Wednesday, June 13, 2012

Paying It Forward

Paying It Forward:
What I’ve Learned About Independent E-Publishing (So Far)

  It’s one year since I put my first book up on, and it seems right that I should share what I’ve learned. Why? Because I had help and encouragement from other authors, and now it’s my turn to pay it forward.
  Writers are the most generous group of people I’ve run across in my professional career. Where else will you find people in the same line of work who willingly offer their time and expertise to help others succeed?
  A lot has been written about Independent Publishing since Amazon set up their KDP platform. KDP stands for Kindle Direct Publishing, and when you step into that arena, you truly are independent.

Why do you want to be independently published?
  Ask a group of authors to give ten reasons why they “went indie” and you’ll get a wide variety of responses. But most agree on several things.
Hurry up and wait. In the ‘old days’, if you went by the rules (as set out by the publishers), you sent your manuscript to only one publisher at a time. It wasn’t unusual to wait a year, eighteen months, or even two years for a response – even from a publisher with whom you’d worked before. If they rejected your manuscript, often for reasons unspecified, you had to start all over again with your next choice of publisher.
  Then there are publishers’ guidelines. Necessary. I understand that. Publishers have developed their markets, and want to serve them. But writing a predetermined number of words, and including a specified level of sensuality (I write romance), even tailoring the actions and dialogue of the character to meet said guidelines tends to take the creativity out of the process.
  Maybe you want to go indie so you can get rich. Come on, don’t tell me you’re not interested in money. It takes a lot of time and effort to write a book and the truth is, some publishers, both traditional and e-publishers, don’t pay very well. To make things worse, publishers are now expecting you to promote your own books. Some authors complain that they’re doing more work for the same, or less money. What’s up with that?
  Speaking of money, we’ve all heard about wildly successful authors who have self-published in e-format. I salute them. Would I want to be one? Sure! But that’s not likely, and you shouldn’t expect to become one of them either. Having said that, write every book like it’s going to be the next big thing...because it just might be.

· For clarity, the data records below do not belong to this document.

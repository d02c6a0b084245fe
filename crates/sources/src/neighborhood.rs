//! Neighborhood Finder - cluster-based peer sets
//!
//! Finds the movies and users that land in the same k-means cluster as a
//! target, which stands in for similarity.
//!
//! ## Algorithm
//! 1. Movies: k-means over the standardized genre vectors of every movie
//! 2. Users: restrict ratings to the target movie's cluster, build a
//!    genre-weighted profile per user, standardize, reduce with PCA, then
//!    k-means over the profiles
//! 3. Return every member sharing the target's label (target included)
//!
//! Clustering is recomputed per call unless memoization is switched on.
//! Memoized results are tagged with the store revision they were computed
//! from, so neither a deletion nor a different store is served a stale
//! cluster.

use crate::error::NeighborhoodError;
use crate::kmeans;
use data_loader::{DataIndex, MovieId, UserId};
use pipeline::{ClusteringFeatures, FeatureBuilder, FeatureMatrix};
use std::collections::{BTreeSet, HashMap};
use std::sync::{Mutex, MutexGuard, PoisonError};
use tracing::{debug, instrument};

pub type Result<T> = std::result::Result<T, NeighborhoodError>;

/// Clustering parameters shared by every call
#[derive(Debug, Clone, PartialEq)]
pub struct ClusterConfig {
    /// Seed for the k-means initialization
    pub seed: u64,

    /// Keep cluster memberships between calls
    pub memoize: bool,

    /// PCA components kept for user profiles
    pub pca_components: usize,
}

impl Default for ClusterConfig {
    fn default() -> Self {
        Self {
            seed: 42,
            memoize: false,
            pca_components: 5,
        }
    }
}

impl ClusterConfig {
    pub fn with_seed(mut self, seed: u64) -> Self {
        self.seed = seed;
        self
    }

    pub fn with_memoize(mut self, memoize: bool) -> Self {
        self.memoize = memoize;
        self
    }

    pub fn with_pca_components(mut self, components: usize) -> Self {
        self.pca_components = components;
        self
    }
}

type UserKey = (UserId, MovieId, usize, usize);

/// Memoized memberships for one store revision
#[derive(Debug, Default)]
struct ClusterCache {
    revision: u64,
    movies: HashMap<(MovieId, usize), BTreeSet<MovieId>>,
    users: HashMap<UserKey, BTreeSet<UserId>>,
}

impl ClusterCache {
    fn reset(&mut self, revision: u64) {
        self.revision = revision;
        self.movies.clear();
        self.users.clear();
    }
}

/// Computes movie and user neighborhoods over a rating store
#[derive(Debug, Default)]
pub struct NeighborhoodFinder {
    config: ClusterConfig,
    cache: Mutex<ClusterCache>,
}

impl NeighborhoodFinder {
    pub fn new(config: ClusterConfig) -> Self {
        Self {
            config,
            cache: Mutex::new(ClusterCache::default()),
        }
    }

    pub fn config(&self) -> &ClusterConfig {
        &self.config
    }

    /// Drop every memoized membership
    pub fn invalidate(&self) {
        let mut cache = self.cache.lock().unwrap_or_else(PoisonError::into_inner);
        let revision = cache.revision;
        cache.reset(revision);
    }

    /// Lock the cache, clearing it if it was filled from other store contents
    fn cache_for(&self, index: &DataIndex) -> MutexGuard<'_, ClusterCache> {
        let mut cache = self.cache.lock().unwrap_or_else(PoisonError::into_inner);
        if cache.revision != index.revision() {
            cache.reset(index.revision());
        }
        cache
    }

    /// Movies in the same genre cluster as `movie_id`, the movie included.
    #[instrument(skip(self, index))]
    pub fn movie_cluster(
        &self,
        index: &DataIndex,
        movie_id: MovieId,
        k: usize,
    ) -> Result<BTreeSet<MovieId>> {
        if self.config.memoize {
            if let Some(cluster) = self.cache_for(index).movies.get(&(movie_id, k)) {
                return Ok(cluster.clone());
            }
        }

        let features = FeatureBuilder::new(index).movie_features();
        let cluster = self.cluster_of(&features, movie_id, "movie", k)?;
        debug!(size = cluster.len(), "Movie cluster");

        if self.config.memoize {
            self.cache_for(index)
                .movies
                .insert((movie_id, k), cluster.clone());
        }
        Ok(cluster)
    }

    /// Users whose rating profile over `movie_id`'s cluster falls in the same
    /// cluster as `user_id`'s, the user included.
    #[instrument(skip(self, index))]
    pub fn user_cluster(
        &self,
        index: &DataIndex,
        user_id: UserId,
        movie_id: MovieId,
        user_k: usize,
        movie_k: usize,
    ) -> Result<BTreeSet<UserId>> {
        let key = (user_id, movie_id, user_k, movie_k);
        if self.config.memoize {
            if let Some(cluster) = self.cache_for(index).users.get(&key) {
                return Ok(cluster.clone());
            }
        }

        let movies = self.movie_cluster(index, movie_id, movie_k)?;
        let builder = FeatureBuilder::new(index);
        let profiles = builder.user_profiles(&movies);
        if profiles.position(user_id).is_none() {
            return Err(NeighborhoodError::UnknownEntity {
                entity: "user",
                id: user_id,
            });
        }

        let reduced = builder.reduce_dimensions(
            builder.standardize(profiles),
            "pca",
            self.config.pca_components,
        )?;
        let cluster = self.cluster_of(&reduced, user_id, "user", user_k)?;
        debug!(size = cluster.len(), "User cluster");

        if self.config.memoize {
            self.cache_for(index).users.insert(key, cluster.clone());
        }
        Ok(cluster)
    }

    /// Mean rating of `movie_id` among the other members of `user_id`'s
    /// cluster, or `None` if none of them rated it.
    pub fn neighborhood_average(
        &self,
        index: &DataIndex,
        user_id: UserId,
        movie_id: MovieId,
        user_k: usize,
        movie_k: usize,
    ) -> Result<Option<f64>> {
        let peers = self.user_cluster(index, user_id, movie_id, user_k, movie_k)?;

        let ratings: Vec<f64> = index
            .movie_ratings(movie_id)
            .filter(|rating| rating.user_id != user_id && peers.contains(&rating.user_id))
            .map(|rating| rating.rating as f64)
            .collect();

        if ratings.is_empty() {
            return Ok(None);
        }
        Ok(Some(ratings.iter().sum::<f64>() / ratings.len() as f64))
    }

    /// Rows of `features` that share the label of `target`
    fn cluster_of(
        &self,
        features: &FeatureMatrix,
        target: u32,
        entity: &'static str,
        k: usize,
    ) -> Result<BTreeSet<u32>> {
        let row = features
            .position(target)
            .ok_or(NeighborhoodError::UnknownEntity { entity, id: target })?;

        let labels = kmeans::cluster_labels(features.data(), k, self.config.seed)?;
        let label = labels[row];

        Ok(features
            .ids()
            .iter()
            .zip(labels.iter())
            .filter(|&(_, &other)| other == label)
            .map(|(&id, _)| id)
            .collect())
    }
}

Still With Me? Okay Then, Where Do You Start?
I’m not going to tell you how to write. You already know that, right? Right? If not, then you should learn. Take a creative writing class, or if they’re not available in your area, read a lot of ‘How-To’ books.
  I know a romance author who was educated, who read a lot, and who had a lot of good story ideas. She wrote her first book and sent it in. She waited for a response, envisioning the editors gathered around a conference table, salivating over her amazing story, debating about how much of an advance they should offer. In those days you got a letter back. Not a form letter, either. A real letter with a few words about the manuscript. When she got her first rejection letter she pouted for a day or so and then got back to work. The next one would sell, she knew it!
  It took five years for me to figure out that I didn’t know what I was doing, and that I’d better learn. A few years after that, I sold my first two books to the same publisher at the same time.
  Before you start writing, learn about formatting. It can save you a lot of hassle later. I learned a lot from the Smashwords formatting manual, which I will mention again below.

Know Your Genre
I ‘know’ some authors on various writing boards who write more than one genre. I admire them for that, but I don’t think I could do it.
  When it comes to romance for example, certain things are expected, even from an independent author. Yes, you can stretch the parameters, but you’d better give the reader a HEA ending! Happily Ever After.
  Study best-selling authors and see what works in their stories. Read everything you can on the craft of writing, and then write your best story.
  You’ve finished your book and you’re eager to get it ‘out there’. Not so fast.
  Ideally, if you follow the advice of Stephen King in his excellent book On Writing you will put the manuscript aside for six weeks. When you come back to it, you’ll see it through fresh eyes. You’ll edit and polish and proclaim that it’s ready for publication.
  Not just yet. Now is the time to send it to your Beta Reader. Choose someone who will tell you the truth. If you have doubts about any aspect of the book, point that out and ask them for their comments. Don’t waste your Beta Reader’s time if all you’re looking for is validation. Ask for a fair and honest critique. I see people on message boards who ask for opinions on their work and when another author takes the time to read what they’ve written and send comments back, the author argues against every point made. They don’t want to hear that their book could use some more work; they want to be told how wonderful it is. Don’t be one of those people.
  At this stage, some authors send their books to an editor. That has to be your choice and it’s a difficult one. You have to balance the cost of an editor who in almost all cases will improve your book against putting out a not-so-great book and harming your reputation.  Lack of funds might be the determining factor, but in any case, put out the very best book you can afford.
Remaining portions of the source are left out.